**RECORDS SUPPLIED**
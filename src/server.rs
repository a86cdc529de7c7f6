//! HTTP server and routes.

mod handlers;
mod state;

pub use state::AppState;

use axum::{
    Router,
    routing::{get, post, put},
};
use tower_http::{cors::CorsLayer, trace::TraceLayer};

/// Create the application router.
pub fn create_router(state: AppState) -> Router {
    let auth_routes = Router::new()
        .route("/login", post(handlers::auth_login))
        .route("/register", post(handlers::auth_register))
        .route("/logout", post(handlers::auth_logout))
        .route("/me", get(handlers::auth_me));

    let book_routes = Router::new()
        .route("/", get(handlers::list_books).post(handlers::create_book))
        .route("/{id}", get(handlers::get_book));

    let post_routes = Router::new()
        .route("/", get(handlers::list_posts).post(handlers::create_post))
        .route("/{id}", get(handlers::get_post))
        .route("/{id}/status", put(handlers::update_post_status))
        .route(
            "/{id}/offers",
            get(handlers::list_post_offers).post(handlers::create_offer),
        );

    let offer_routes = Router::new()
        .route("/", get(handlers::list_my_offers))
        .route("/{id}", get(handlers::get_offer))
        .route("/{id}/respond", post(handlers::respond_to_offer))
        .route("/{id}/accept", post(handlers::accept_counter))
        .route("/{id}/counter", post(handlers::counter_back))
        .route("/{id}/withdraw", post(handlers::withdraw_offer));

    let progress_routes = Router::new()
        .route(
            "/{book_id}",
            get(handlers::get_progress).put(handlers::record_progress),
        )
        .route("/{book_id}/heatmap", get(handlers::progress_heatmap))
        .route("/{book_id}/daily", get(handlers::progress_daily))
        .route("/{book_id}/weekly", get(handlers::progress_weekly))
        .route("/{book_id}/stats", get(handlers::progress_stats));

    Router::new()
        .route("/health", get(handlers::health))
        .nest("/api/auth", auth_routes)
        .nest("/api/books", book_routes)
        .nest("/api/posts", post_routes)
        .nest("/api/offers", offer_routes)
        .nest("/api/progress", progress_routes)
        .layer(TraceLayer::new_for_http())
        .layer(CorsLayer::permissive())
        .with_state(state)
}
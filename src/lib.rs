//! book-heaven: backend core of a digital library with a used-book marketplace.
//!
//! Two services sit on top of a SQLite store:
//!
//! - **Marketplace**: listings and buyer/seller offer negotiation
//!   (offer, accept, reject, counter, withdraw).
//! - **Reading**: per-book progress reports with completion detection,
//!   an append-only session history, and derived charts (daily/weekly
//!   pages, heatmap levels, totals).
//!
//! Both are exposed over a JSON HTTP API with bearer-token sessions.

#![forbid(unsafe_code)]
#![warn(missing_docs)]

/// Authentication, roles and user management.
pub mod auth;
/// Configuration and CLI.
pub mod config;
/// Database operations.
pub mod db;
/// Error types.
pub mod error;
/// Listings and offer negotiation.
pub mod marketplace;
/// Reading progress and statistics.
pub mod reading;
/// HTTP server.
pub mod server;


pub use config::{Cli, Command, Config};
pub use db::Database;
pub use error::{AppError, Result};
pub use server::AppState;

**TASK**
Pick out, from the lines above, every one that contains the string "AppState".

**WRITTEN ANSWER**
pub use state::AppState;
pub fn create_router(state: AppState) -> Router {
pub use server::AppState;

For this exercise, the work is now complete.